Assessing quality and performance
Example: how we reach a rating
To assess quality against a particular quality statement, operational colleagues will look at the relevant evidence categories. In this example, we are just looking at the 'infection prevention and control' quality statement.
Infection prevention and control: "We assess and manage the risk of infection. We detect and control the risk of it spreading and share any concerns with appropriate agencies promptly."
For this service, the key evidence categories for this quality statement are:
- People's experiences
- Feedback from staff and leaders
- Observation
- Processes
We would look at individual pieces of evidence under each evidence category.
For example, in the ‘people's experience’ evidence category, we may look at:
- patient surveys
- complaints and compliments
To gather evidence in the ‘feedback from staff and leaders’ and ‘observation’ categories, we might schedule:
- an inspection to look at the care environment
- a call to speak with staff at the service.

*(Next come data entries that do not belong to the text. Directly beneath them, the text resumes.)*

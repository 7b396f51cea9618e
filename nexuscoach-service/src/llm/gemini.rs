use async_trait::async_trait;
use reqwest::Client;
use serde::{Deserialize, Serialize};

use super::{Sampling, TextGenerator};
use crate::config::LlmConfig;
use crate::error::{ProviderError, ServiceResult};

const PROVIDER: &str = "gemini";

/// Google Generative Language API client
pub struct GeminiGenerator {
    client: Client,
    base_url: String,
    model: String,
    api_key: String,
    sampling: Sampling,
}

impl GeminiGenerator {
    pub fn new(config: &LlmConfig, api_key: &str) -> ServiceResult<Self> {
        let base_url = config.base_url();
        let client = Client::builder()
            .timeout(config.timeout())
            .build()
            .map_err(|e| ProviderError::Connection {
                url: base_url.clone(),
                source: e,
            })?;

        Ok(Self {
            client,
            base_url,
            model: config.model.clone(),
            api_key: api_key.to_string(),
            sampling: Sampling::from(config),
        })
    }

    fn endpoint(&self) -> String {
        format!(
            "{}/v1beta/models/{}:generateContent",
            self.base_url, self.model
        )
    }
}

#[async_trait]
impl TextGenerator for GeminiGenerator {
    fn name(&self) -> &'static str {
        PROVIDER
    }

    async fn generate(&self, prompt: &str) -> ServiceResult<String> {
        let url = self.endpoint();
        let request = GenerateRequest {
            contents: vec![Content {
                role: "user".to_string(),
                parts: vec![Part {
                    text: prompt.to_string(),
                }],
            }],
            generation_config: GenerationConfig {
                temperature: self.sampling.temperature,
                top_p: self.sampling.top_p,
                max_output_tokens: self.sampling.max_output_tokens,
            },
        };

        let response = self
            .client
            .post(&url)
            .query(&[("key", self.api_key.as_str())])
            .json(&request)
            .send()
            .await
            .map_err(|e| ProviderError::Connection {
                url: url.clone(),
                source: e,
            })?;

        if !response.status().is_success() {
            let status = response.status().as_u16();
            let message = response.text().await.unwrap_or_default();
            return Err(ProviderError::Request { status, message }.into());
        }

        let body: GenerateResponse =
            response
                .json()
                .await
                .map_err(|e| ProviderError::InvalidResponse {
                    provider: PROVIDER,
                    message: e.to_string(),
                })?;

        let text = body.text();
        if text.is_empty() {
            return Err(ProviderError::EmptyOutput { provider: PROVIDER }.into());
        }
        Ok(text)
    }
}

#[derive(Debug, Serialize)]
#[serde(rename_all = "camelCase")]
struct GenerateRequest {
    contents: Vec<Content>,
    generation_config: GenerationConfig,
}

#[derive(Debug, Serialize, Deserialize)]
struct Content {
    #[serde(default)]
    role: String,
    #[serde(default)]
    parts: Vec<Part>,
}

#[derive(Debug, Serialize, Deserialize)]
struct Part {
    #[serde(default)]
    text: String,
}

#[derive(Debug, Serialize)]
#[serde(rename_all = "camelCase")]
struct GenerationConfig {
    temperature: f32,
    top_p: f32,
    max_output_tokens: u32,
}

#[derive(Debug, Deserialize)]
struct GenerateResponse {
    #[serde(default)]
    candidates: Vec<Candidate>,
}

#[derive(Debug, Deserialize)]
struct Candidate {
    content: Option<Content>,
}

impl GenerateResponse {
    /// Text of the first candidate, parts joined
    fn text(&self) -> String {
        self.candidates
            .first()
            .and_then(|c| c.content.as_ref())
            .map(|c| {
                c.parts
                    .iter()
                    .map(|p| p.text.as_str())
                    .collect::<String>()
            })
            .unwrap_or_default()
            .trim()
            .to_string()
    }
}

#[cfg(test)]
mod tests {
    use super::*;

    #[test]
    fn test_request_shape() {
        let request = GenerateRequest {
            contents: vec![Content {
                role: "user".to_string(),
                parts: vec![Part {
                    text: "hi".to_string(),
                }],
            }],
            generation_config: GenerationConfig {
                temperature: 0.5,
                top_p: 0.9,
                max_output_tokens: 180,
            },
        };
        let json = serde_json::to_value(&request).unwrap();
        assert_eq!(json["generationConfig"]["maxOutputTokens"], 180);
        assert_eq!(json["contents"][0]["parts"][0]["text"], "hi");
    }

    #[test]
    fn test_response_text_joins_parts() {
        let body: GenerateResponse = serde_json::from_str(
            r#"{"candidates":[{"content":{"role":"model","parts":[{"text":" Buy "},{"text":"armor. "}]}}]}"#,
        )
        .unwrap();
        assert_eq!(body.text(), "Buy armor.");
    }

    #[test]
    fn test_blocked_response_is_empty() {
        let body: GenerateResponse =
            serde_json::from_str(r#"{"candidates":[{"finishReason":"SAFETY"}]}"#).unwrap();
        assert_eq!(body.text(), "");
        let body: GenerateResponse = serde_json::from_str("{}").unwrap();
        assert_eq!(body.text(), "");
    }

    #[test]
    fn test_endpoint() {
        let mut config: LlmConfig = serde_json::from_str("{}").unwrap();
        config.provider = crate::config::LlmProvider::Gemini;
        let generator = GeminiGenerator::new(&config, "k").unwrap();
        assert_eq!(
            generator.endpoint(),
            "https://generativelanguage.googleapis.com/v1beta/models/gemini-1.5-flash:generateContent"
        );
    }
}
fn champion_mentions(
    tokens: &[&str],
    spans: &[Span],
    kb: &KnowledgeBase,
    claimed: &mut [bool],
) -> (Option<String>, Vec<ChampionMention>) {
    let mut own = None;
    let mut enemy_spans = Vec::new();
    let mut mentions: Vec<ChampionMention> = Vec::new();

    for span in spans {
        let Some(champion) = kb.champion_at(span.index) else {
            continue;
        };
        if own.is_none() && is_own_mention(tokens, span) {
            own = Some(champion.name.clone());
            continue;
        }
        if own.as_deref() == Some(champion.name.as_str()) {
            continue;
        }

        let laner = prev_index(tokens, span.start)
            .is_some_and(|p| LANER_MARKERS.contains(&tokens[p]));

        // Standing words after the name, up to the next champion
        let limit = spans
            .iter()
            .map(|s| s.start)
            .find(|&s| s > span.start)
            .unwrap_or(tokens.len())
            .min(span.end + 4);
        let mut standing = None;
        for j in span.end..limit {
            if WINDOW_STOPS.contains(&tokens[j]) {
                break;
            }
            claimed[j] = true;
            if ENEMY_AHEAD.contains(&tokens[j]) {
                standing = Some(Standing::Ahead);
                break;
            }
            if ENEMY_BEHIND.contains(&tokens[j]) {
                standing = Some(Standing::Behind);
                break;
            }
        }
        if standing.is_none()
            && prev_index(tokens, span.start).is_some_and(|p| KILL_VERBS.contains(&tokens[p]))
        {
            standing = Some(Standing::Behind);
        }

        enemy_spans.push(*span);
        mentions.push(ChampionMention {
            champion: champion.name.clone(),
            standing,
            is_laner: laner,
        });
    }

    // "caitlyn e nami tao fed": a group shares the standing that follows it
    for i in (0..mentions.len().saturating_sub(1)).rev() {
        if mentions[i].standing.is_some() {
            continue;
        }
        let between = &tokens[enemy_spans[i].end..enemy_spans[i + 1].start];
        if between.iter().all(|t| CONNECTORS.contains(t)) {
            mentions[i].standing = mentions[i + 1].standing;
        }
    }

    // One entry per champion, first mention wins unless it carried nothing
    let mut unique: Vec<ChampionMention> = Vec::new();
    for mention in mentions {
        match unique.iter_mut().find(|m| m.champion == mention.champion) {
            Some(existing) => {
                existing.standing = existing.standing.or(mention.standing);
                existing.is_laner |= mention.is_laner;
            }
            None => unique.push(mention),
        }
    }

    (own, unique)
}

fn extract_self_standing(tokens: &[&str], claimed: &[bool]) -> Option<Standing> {
    let free: Vec<&str> = tokens
        .iter()
        .zip(claimed)
        .map(|(t, c)| if *c { "_" } else { *t })
        .collect();

    if contains_any(&free, SELF_AHEAD) {
        Some(Standing::Ahead)
    } else if contains_any(&free, SELF_BEHIND) {
        Some(Standing::Behind)
    } else if contains_any(&free, SELF_EVEN) {
        Some(Standing::Even)
    } else {
        None
    }
}

fn item_mention(
    tokens: &[&str],
    item_spans: &[Span],
    champion_spans: &[Span],
    kb: &KnowledgeBase,
) -> Option<ItemMention> {
    for span in item_spans {
        let Some(item) = kb.item_at(span.index) else {
            continue;
        };
        let Some(verb_end) = prev_index(tokens, span.start).map(|p| p + 1) else {
            continue;
        };

        // Longest verb phrase ending right before the item
        let found = (1..=3).rev().find_map(|len| {
            let start = verb_end.checked_sub(len)?;
            let phrase = tokens[start..verb_end].join(" ");
            classify_verb(&phrase).map(|kind| (start, kind))
        });
        let Some((verb_start, (own_verb, progress))) = found else {
            continue;
        };

        let owner = if own_verb {
            ItemOwner::Own
        } else {
            // Subject is the champion right before the verb, else the last one named
            let subject = champion_spans
                .iter()
                .filter(|c| c.end <= verb_start)
                .max_by_key(|c| c.end)
                .and_then(|c| kb.champion_at(c.index));
            match subject {
                Some(champion) => ItemOwner::Enemy(champion.name.clone()),
                None if verb_start > 0 && matches!(tokens[verb_start - 1], "eu" | "i") => {
                    ItemOwner::Own
                }
                None => continue,
            }
        };

        return Some(ItemMention {
            owner,
            item: item.name.clone(),
            progress,
        });
    }
    None
}

/// `(is_first_person, progress)` for a verb phrase
fn classify_verb(phrase: &str) -> Option<(bool, ItemProgress)> {
    if OWN_HAS.contains(&phrase) {
        Some((true, ItemProgress::Has))
    } else if OWN_BUILDING.contains(&phrase) {
        Some((true, ItemProgress::Building))
    } else if ENEMY_HAS.contains(&phrase) {
        Some((false, ItemProgress::Has))
    } else if ENEMY_BUILDING.contains(&phrase) {
        Some((false, ItemProgress::Building))
    } else {
        None
    }
}

#[cfg(test)]
mod tests {
    use super::*;
    use crate::nlu::text::{normalize, tokens};

    fn slots(text: &str) -> Slots {
        let kb = KnowledgeBase::seed().unwrap();
        let norm = normalize(text);
        let toks = tokens(&norm);
        extract_slots(&norm, &toks, &kb)
    }

    #[test]
    fn test_gold_forms() {
        assert_eq!(slots("to com 1200 de ouro").gold, Some(1200));
        assert_eq!(slots("1500 gold").gold, Some(1500));
        assert_eq!(slots("tenho 900g").gold, Some(900));
        assert_eq!(slots("i have 2300").gold, Some(2300));
        assert_eq!(slots("qual item").gold, None);
        assert_eq!(slots("tenho 12 de ouro").gold, None);
    }

    #[test]
    fn test_kda() {
        let s = slots("to 3/1/2");
        assert_eq!((s.kills, s.deaths, s.assists), (Some(3), Some(1), Some(2)));

        let s = slots("ja morri 4 vezes");
        assert_eq!(s.deaths, Some(4));
        assert_eq!(s.kills, None);
    }

    #[test]
    fn test_enemy_standing_after_name() {
        let s = slots("yasuo ta fed");
        assert_eq!(s.champions.len(), 1);
        assert_eq!(s.champions[0].champion, "Yasuo");
        assert_eq!(s.champions[0].standing, Some(Standing::Ahead));
        assert_eq!(s.standing, None);
    }

    #[test]
    fn test_group_shares_standing() {
        let s = slots("caitlyn e nami tao fed");
        let names: Vec<_> = s.champions.iter().map(|c| c.champion.as_str()).collect();
        assert_eq!(names, vec!["Caitlyn", "Nami"]);
        assert!(s.champions.iter().all(|c| c.standing == Some(Standing::Ahead)));
    }

    #[test]
    fn test_kill_verb_marks_behind() {
        let s = slots("amassei o darius");
        assert_eq!(s.champions[0].standing, Some(Standing::Behind));
    }

    #[test]
    fn test_own_champion_and_laner() {
        let s = slots("to de garen contra um darius no top");
        assert_eq!(s.own_champion.as_deref(), Some("Garen"));
        assert_eq!(s.champions.len(), 1);
        assert!(s.champions[0].is_laner);
        assert_eq!(s.lane, Some(Lane::Top));
    }

    #[test]
    fn test_multi_word_names_and_aliases() {
        let s = slots("miss fortune e lee tao fortes");
        let names: Vec<_> = s.champions.iter().map(|c| c.champion.as_str()).collect();
        assert_eq!(names, vec!["Miss Fortune", "Lee Sin"]);
    }

    #[test]
    fn test_self_standing_ignores_enemy_window() {
        let s = slots("darius ta fed e eu to atras");
        assert_eq!(s.champions[0].standing, Some(Standing::Ahead));
        assert_eq!(s.standing, Some(Standing::Behind));

        let s = slots("to na frente");
        assert_eq!(s.standing, Some(Standing::Ahead));
    }

    #[test]
    fn test_phase_and_lane_need_context() {
        assert_eq!(slots("estamos no late").phase, Some(GamePhase::Late));
        assert_eq!(slots("meio do jogo").phase, Some(GamePhase::Mid));
        assert_eq!(slots("vamos no baron").lane, None);
        assert_eq!(slots("rota do meio").lane, Some(Lane::Mid));
        assert_eq!(slots("to na selva").lane, Some(Lane::Jungle));
    }

    #[test]
    fn test_enemy_item() {
        let s = slots("o darius fez thornmail");
        assert_eq!(
            s.item,
            Some(ItemMention {
                owner: ItemOwner::Enemy("Darius".to_string()),
                item: "Thornmail".to_string(),
                progress: ItemProgress::Has,
            })
        );
        assert!(s.has_enemy_report());
    }

    #[test]
    fn test_item_at_start_does_not_hide_later_mention() {
        let s = slots("thornmail? o darius fez thornmail");
        assert_eq!(
            s.item,
            Some(ItemMention {
                owner: ItemOwner::Enemy("Darius".to_string()),
                item: "Thornmail".to_string(),
                progress: ItemProgress::Has,
            })
        );
    }

    #[test]
    fn test_own_item_building() {
        let s = slots("to fazendo o cleaver");
        assert_eq!(
            s.item,
            Some(ItemMention {
                owner: ItemOwner::Own,
                item: "Black Cleaver".to_string(),
                progress: ItemProgress::Building,
            })
        );
    }

    #[test]
    fn test_unknown_item_text_is_ignored() {
        assert_eq!(slots("tenho espada magica").item, None);
        assert_eq!(slots("qual item contra thornmail").item, None);
    }

    #[test]
    fn test_macro_topic() {
        assert_eq!(slots("vale all-in?").macro_topic, Some(MacroTopic::AllIn));
        assert_eq!(slots("faco dragao?").macro_topic, Some(MacroTopic::Objective));
        assert_eq!(slots("split ou agrupo").macro_topic, Some(MacroTopic::Split));
    }
}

To gather evidence in the ‘processes’ category, we might ask the service to share:
- infection control-related induction and training arrangements
- cleaning, hygiene, and infection control policies and records
We consider all this evidence to produce a balanced judgement. Based on that judgement, we apply the appropriate score to the quality statement.
How we use quality statement scores to give a key question rating
We will use our published evidence categories to guide what we look at during assessments. This is then used to create individual quality statement scores.
We then use this quality statement score to give us an updated view of quality at key question level. In this example, it is for the safe key question:
Example: combining quality statement scores to give a rating for the safe key question
Quality statement | Score | Existing or updated score |
---|---|---|
Learning culture | 2 | existing |
Safe systems, pathways and transitions | 3 | existing |
Safeguarding | 3 | existing |
Involving people to manage risks | 2 | existing |
Safe environments | 3 | existing |
Infection prevention and control | 3 | updated |
Safe and effective staffing | 2 | existing |
Medicines optimisation | 3 | existing |
Total score for the safe key question | 21 |
To calculate a percentage score, we divide the total (in this case 21) by the maximum possible score. For the safe key question, this is 8 quality statements multiplied by the highest score for each statement, which is 4. So the maximum score is 32. Here, it gives a percentage score for the key question of 65.6% (this is 21 divided by 32).
At key question level we translate this percentage into a rating rather than a score, using these thresholds:
- 25 to 38% = inadequate
- 39 to 62% = requires improvement
- 63 to 87% = good
- over 87% = outstanding
Therefore, the rating for the safe key question in this case is good.